WORK TO BE COMPLETED
Which lines in the records below contain the word "cannot"? Copy each one.

Dataset entries:
==================================================

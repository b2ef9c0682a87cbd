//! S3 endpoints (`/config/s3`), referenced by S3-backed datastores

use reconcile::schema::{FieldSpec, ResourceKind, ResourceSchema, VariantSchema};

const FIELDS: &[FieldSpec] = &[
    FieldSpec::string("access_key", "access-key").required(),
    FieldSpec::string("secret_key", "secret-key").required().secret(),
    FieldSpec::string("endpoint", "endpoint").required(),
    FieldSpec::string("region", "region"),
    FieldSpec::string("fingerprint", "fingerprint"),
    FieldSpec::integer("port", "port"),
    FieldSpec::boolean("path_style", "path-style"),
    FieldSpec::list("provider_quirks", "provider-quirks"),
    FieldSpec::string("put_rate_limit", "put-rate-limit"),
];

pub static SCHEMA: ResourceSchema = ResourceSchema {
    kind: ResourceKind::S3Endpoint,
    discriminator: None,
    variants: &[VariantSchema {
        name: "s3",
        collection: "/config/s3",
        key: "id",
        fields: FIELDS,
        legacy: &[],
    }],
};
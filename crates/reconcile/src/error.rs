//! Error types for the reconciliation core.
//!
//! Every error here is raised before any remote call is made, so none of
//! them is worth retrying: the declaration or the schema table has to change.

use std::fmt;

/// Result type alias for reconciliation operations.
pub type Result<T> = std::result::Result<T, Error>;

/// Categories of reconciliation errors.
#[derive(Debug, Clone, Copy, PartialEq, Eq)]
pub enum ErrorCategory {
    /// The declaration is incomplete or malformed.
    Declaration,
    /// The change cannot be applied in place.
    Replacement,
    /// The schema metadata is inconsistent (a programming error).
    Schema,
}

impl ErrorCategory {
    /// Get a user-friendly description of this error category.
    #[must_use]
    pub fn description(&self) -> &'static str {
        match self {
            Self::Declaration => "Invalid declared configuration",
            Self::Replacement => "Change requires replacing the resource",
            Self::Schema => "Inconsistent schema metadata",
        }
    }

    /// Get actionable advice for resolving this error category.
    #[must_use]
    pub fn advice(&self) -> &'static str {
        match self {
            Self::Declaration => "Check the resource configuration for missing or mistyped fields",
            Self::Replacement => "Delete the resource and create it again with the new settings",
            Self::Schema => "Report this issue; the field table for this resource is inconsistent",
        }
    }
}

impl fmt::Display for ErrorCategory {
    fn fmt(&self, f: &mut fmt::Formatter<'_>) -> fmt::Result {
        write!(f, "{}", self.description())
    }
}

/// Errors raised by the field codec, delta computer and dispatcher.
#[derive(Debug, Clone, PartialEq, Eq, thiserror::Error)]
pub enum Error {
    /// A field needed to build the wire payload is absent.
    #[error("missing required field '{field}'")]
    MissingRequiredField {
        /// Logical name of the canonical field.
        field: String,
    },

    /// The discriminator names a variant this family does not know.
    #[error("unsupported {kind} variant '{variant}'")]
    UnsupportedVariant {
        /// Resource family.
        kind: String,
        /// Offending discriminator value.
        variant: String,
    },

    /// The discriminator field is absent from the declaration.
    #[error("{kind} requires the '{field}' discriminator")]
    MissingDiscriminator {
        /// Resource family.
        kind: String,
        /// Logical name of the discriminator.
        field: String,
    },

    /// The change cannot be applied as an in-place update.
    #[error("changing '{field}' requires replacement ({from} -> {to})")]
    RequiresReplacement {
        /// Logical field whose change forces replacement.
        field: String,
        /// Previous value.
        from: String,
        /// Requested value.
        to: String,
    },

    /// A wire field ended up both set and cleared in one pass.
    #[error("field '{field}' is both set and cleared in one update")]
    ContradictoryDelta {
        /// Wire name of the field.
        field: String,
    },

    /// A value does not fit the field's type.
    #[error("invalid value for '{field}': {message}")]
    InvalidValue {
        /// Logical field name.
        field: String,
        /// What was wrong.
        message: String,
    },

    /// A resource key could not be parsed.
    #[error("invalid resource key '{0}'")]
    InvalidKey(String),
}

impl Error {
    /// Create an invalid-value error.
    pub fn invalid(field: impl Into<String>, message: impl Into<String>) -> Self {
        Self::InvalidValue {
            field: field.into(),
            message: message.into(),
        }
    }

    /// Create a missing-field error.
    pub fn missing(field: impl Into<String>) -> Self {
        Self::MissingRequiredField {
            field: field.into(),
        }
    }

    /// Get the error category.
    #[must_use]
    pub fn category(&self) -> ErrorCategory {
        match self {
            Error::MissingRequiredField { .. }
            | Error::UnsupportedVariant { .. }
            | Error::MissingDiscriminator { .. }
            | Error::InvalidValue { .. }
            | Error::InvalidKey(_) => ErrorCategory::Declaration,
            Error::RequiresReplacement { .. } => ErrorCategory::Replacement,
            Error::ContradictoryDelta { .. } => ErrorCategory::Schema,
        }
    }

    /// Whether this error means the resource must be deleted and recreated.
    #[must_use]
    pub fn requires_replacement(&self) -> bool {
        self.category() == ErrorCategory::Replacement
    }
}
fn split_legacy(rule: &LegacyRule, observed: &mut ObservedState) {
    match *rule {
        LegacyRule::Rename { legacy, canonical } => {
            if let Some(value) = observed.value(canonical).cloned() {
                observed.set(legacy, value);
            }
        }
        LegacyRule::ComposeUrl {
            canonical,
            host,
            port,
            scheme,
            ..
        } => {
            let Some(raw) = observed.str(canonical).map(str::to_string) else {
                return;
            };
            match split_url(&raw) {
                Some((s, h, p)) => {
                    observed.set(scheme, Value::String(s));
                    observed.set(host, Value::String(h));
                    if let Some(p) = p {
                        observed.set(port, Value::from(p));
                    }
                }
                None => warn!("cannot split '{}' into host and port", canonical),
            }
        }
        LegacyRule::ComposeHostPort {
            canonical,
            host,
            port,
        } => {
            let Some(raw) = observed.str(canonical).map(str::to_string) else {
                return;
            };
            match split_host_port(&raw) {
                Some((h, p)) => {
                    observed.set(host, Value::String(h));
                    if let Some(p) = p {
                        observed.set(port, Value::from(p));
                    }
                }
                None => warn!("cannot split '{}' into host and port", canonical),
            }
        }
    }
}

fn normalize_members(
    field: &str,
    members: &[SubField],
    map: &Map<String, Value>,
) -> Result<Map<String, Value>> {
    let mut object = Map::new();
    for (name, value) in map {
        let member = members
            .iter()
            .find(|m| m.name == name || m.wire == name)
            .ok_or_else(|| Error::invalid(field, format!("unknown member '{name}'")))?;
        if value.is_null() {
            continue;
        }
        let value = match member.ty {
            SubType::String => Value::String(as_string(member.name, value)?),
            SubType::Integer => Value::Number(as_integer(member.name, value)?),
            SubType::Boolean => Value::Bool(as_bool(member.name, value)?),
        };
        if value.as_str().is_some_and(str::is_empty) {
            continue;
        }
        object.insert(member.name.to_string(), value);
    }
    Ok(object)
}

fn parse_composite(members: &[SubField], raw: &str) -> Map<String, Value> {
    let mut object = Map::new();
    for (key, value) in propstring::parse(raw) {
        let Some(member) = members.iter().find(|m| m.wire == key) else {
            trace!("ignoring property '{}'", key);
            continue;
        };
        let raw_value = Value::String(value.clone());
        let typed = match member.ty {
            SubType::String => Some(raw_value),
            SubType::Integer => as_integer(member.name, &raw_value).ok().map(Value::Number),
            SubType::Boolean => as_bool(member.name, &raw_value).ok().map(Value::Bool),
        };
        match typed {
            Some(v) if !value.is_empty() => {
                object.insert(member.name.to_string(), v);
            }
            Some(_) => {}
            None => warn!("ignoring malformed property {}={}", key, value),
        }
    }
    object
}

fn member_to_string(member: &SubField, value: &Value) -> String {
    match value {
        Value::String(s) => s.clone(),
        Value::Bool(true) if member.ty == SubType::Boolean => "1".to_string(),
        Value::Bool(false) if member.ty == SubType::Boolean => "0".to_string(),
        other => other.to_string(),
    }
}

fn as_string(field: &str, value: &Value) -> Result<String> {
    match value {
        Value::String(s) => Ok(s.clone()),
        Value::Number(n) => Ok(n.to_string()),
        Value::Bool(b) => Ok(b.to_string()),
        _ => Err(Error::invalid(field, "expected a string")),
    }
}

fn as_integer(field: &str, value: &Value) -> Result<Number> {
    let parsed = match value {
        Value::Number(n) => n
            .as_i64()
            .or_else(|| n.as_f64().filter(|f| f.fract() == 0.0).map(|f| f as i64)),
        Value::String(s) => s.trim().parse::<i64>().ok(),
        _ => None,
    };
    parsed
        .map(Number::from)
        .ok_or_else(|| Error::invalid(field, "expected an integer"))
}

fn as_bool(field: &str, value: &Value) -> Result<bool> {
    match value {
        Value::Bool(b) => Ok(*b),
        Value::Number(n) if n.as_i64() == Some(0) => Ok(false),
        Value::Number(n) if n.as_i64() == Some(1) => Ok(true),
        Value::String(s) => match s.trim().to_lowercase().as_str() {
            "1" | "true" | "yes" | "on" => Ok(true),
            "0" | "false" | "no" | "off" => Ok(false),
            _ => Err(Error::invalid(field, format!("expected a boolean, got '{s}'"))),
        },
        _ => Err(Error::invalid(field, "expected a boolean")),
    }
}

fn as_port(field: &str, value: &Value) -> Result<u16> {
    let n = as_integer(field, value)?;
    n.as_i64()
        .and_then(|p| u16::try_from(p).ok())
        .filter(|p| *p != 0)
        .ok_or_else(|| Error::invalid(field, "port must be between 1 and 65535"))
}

==================================================

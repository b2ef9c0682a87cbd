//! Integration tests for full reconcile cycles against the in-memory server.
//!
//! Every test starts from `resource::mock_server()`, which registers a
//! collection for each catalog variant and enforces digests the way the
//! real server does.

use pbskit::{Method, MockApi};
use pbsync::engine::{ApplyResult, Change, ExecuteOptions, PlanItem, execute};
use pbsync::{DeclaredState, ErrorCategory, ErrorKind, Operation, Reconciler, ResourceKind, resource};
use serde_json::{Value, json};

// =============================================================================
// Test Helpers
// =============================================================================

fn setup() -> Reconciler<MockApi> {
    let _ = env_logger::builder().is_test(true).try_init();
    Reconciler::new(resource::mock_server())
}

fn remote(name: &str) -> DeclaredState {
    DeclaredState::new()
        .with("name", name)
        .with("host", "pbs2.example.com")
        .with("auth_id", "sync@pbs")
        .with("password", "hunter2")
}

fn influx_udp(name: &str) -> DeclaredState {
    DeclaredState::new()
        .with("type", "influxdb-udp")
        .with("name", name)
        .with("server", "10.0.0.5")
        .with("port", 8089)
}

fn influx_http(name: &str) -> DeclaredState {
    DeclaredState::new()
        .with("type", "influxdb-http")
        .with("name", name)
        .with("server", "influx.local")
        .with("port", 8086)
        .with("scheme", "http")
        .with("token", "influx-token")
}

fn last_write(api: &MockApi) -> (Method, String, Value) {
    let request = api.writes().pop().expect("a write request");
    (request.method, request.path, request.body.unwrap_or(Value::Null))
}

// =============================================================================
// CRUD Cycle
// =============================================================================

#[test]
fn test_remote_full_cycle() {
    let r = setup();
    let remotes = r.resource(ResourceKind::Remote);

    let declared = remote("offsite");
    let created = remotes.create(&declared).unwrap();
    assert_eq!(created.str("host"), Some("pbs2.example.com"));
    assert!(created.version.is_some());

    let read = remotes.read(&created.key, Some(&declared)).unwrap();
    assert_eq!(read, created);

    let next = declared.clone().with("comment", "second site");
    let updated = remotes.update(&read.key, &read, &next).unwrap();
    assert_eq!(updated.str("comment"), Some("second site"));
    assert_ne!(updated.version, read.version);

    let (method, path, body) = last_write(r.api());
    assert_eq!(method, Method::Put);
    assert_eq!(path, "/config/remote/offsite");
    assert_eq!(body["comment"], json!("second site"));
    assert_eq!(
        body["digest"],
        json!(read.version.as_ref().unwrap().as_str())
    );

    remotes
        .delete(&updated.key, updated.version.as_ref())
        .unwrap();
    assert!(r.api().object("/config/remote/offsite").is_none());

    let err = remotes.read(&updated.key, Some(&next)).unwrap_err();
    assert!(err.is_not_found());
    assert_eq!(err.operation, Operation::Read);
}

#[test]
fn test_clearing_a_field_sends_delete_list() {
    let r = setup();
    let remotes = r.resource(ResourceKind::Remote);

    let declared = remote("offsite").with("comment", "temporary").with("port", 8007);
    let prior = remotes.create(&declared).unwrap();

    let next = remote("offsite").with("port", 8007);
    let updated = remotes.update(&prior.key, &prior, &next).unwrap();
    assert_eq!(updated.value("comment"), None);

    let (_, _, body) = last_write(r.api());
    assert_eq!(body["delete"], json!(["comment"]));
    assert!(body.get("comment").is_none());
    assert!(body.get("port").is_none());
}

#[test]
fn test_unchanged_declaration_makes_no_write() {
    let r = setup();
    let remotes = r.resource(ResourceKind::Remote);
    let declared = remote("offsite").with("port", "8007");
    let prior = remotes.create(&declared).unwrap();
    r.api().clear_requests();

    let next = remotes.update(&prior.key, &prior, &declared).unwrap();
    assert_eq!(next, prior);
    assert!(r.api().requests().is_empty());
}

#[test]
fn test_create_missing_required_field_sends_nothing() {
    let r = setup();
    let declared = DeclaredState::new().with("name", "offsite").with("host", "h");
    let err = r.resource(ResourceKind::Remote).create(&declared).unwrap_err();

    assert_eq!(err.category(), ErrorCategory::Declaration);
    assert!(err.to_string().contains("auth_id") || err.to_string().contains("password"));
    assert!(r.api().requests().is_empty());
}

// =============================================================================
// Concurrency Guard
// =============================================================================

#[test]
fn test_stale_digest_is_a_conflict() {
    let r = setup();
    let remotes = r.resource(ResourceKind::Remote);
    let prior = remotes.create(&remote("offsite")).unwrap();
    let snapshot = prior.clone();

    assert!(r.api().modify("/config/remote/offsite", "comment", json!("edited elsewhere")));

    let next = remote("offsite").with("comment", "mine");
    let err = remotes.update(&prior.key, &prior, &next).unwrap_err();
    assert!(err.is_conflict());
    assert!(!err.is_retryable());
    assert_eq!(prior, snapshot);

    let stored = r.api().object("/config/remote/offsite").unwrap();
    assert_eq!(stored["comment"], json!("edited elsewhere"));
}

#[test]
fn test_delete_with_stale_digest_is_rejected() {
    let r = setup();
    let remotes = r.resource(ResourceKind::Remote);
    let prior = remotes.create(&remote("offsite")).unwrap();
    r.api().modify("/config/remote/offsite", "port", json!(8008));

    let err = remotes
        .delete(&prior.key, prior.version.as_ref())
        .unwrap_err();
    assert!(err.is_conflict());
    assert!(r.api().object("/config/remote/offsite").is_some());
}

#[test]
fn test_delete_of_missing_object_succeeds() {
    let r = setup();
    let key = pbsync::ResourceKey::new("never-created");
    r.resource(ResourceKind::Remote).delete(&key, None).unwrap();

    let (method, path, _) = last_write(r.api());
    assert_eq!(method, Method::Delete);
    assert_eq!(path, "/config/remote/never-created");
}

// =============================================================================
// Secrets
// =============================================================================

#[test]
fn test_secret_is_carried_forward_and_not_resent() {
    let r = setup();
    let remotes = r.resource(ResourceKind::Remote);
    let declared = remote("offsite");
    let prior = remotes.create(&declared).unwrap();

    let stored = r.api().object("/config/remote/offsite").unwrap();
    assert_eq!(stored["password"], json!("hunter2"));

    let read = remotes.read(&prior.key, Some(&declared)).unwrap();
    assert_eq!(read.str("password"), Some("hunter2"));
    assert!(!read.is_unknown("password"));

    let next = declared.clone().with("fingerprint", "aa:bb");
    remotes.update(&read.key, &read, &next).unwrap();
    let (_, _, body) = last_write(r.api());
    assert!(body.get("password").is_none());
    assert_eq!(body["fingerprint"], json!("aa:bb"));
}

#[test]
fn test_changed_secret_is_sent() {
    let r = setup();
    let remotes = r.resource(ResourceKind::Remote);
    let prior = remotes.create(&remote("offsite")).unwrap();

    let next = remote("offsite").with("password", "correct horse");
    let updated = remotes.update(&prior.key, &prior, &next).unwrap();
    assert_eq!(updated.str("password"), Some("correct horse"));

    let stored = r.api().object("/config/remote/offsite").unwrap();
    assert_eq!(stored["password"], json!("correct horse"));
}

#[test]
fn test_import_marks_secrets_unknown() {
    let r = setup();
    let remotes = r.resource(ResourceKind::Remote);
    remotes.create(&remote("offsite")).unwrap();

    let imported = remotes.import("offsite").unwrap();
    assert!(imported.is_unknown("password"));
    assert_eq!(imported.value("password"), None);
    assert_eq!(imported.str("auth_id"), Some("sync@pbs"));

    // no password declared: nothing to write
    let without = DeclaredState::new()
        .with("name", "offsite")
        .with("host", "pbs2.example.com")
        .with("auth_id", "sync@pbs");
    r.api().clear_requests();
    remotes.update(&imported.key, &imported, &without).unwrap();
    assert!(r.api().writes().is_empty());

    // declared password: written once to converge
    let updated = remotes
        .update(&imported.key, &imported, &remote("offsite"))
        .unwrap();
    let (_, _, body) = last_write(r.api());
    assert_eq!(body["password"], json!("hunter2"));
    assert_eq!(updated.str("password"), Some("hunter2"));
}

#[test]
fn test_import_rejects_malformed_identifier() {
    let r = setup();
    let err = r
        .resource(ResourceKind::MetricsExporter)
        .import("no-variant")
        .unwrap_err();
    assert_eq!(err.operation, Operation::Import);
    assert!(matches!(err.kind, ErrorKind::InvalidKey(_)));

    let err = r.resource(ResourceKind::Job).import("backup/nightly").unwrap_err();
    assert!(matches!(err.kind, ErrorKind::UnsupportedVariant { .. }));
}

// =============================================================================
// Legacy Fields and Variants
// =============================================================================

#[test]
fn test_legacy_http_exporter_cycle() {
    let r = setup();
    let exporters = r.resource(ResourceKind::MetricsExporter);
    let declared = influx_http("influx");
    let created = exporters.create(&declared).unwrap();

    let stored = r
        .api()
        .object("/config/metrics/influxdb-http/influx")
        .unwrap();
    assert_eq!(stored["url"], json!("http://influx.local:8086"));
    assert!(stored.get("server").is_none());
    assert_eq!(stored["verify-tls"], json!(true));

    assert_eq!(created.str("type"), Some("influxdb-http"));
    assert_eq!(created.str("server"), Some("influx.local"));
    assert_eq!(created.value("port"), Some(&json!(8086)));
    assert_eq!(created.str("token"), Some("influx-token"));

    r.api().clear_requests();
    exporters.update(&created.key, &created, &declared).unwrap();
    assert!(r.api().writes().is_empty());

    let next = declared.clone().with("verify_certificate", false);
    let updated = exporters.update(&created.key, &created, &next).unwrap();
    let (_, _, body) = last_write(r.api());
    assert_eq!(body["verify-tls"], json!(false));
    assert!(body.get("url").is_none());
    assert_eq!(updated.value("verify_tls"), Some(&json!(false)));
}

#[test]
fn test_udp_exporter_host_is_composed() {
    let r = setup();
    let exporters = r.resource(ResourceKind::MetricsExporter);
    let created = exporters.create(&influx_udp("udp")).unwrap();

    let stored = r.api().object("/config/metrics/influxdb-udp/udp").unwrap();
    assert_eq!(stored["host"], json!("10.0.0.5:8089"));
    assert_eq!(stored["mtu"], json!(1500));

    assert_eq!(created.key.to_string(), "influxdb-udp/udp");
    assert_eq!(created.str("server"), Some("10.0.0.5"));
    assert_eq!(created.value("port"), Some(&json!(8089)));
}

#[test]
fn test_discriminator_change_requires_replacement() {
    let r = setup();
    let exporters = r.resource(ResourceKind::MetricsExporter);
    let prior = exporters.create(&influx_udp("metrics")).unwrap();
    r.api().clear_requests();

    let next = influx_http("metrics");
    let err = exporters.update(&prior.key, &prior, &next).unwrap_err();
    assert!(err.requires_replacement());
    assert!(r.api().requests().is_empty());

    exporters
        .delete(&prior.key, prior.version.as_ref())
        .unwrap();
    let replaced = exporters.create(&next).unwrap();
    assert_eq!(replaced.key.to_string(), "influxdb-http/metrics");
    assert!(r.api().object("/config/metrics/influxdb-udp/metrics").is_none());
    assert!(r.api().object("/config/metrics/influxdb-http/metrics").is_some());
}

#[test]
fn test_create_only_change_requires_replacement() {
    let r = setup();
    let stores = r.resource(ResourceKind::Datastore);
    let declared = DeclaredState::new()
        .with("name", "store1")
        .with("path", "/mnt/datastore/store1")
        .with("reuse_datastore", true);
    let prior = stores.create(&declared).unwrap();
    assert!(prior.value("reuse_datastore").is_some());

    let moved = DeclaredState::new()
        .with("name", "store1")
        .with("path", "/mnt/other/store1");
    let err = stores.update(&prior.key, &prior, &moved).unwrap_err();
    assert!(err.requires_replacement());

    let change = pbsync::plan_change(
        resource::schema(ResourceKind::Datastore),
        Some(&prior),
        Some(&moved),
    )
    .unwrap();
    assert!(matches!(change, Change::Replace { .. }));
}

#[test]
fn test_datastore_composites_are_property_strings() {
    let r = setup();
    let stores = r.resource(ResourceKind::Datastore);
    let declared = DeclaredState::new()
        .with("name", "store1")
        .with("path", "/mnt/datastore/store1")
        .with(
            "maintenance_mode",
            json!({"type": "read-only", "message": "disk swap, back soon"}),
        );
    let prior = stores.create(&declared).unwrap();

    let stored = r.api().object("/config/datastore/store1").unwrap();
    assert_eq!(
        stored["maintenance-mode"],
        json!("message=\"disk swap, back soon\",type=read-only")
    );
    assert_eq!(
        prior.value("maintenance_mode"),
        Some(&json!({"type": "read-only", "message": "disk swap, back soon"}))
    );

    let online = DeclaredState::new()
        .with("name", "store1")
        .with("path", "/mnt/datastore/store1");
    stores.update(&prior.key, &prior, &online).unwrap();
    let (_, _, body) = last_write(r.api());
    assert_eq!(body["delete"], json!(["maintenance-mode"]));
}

==================================================

ANSWER BOX
    /// The change cannot be applied in place.
    /// The change cannot be applied as an in-place update.
                None => warn!("cannot split '{}' into host and port", canonical),
                None => warn!("cannot split '{}' into host and port", canonical),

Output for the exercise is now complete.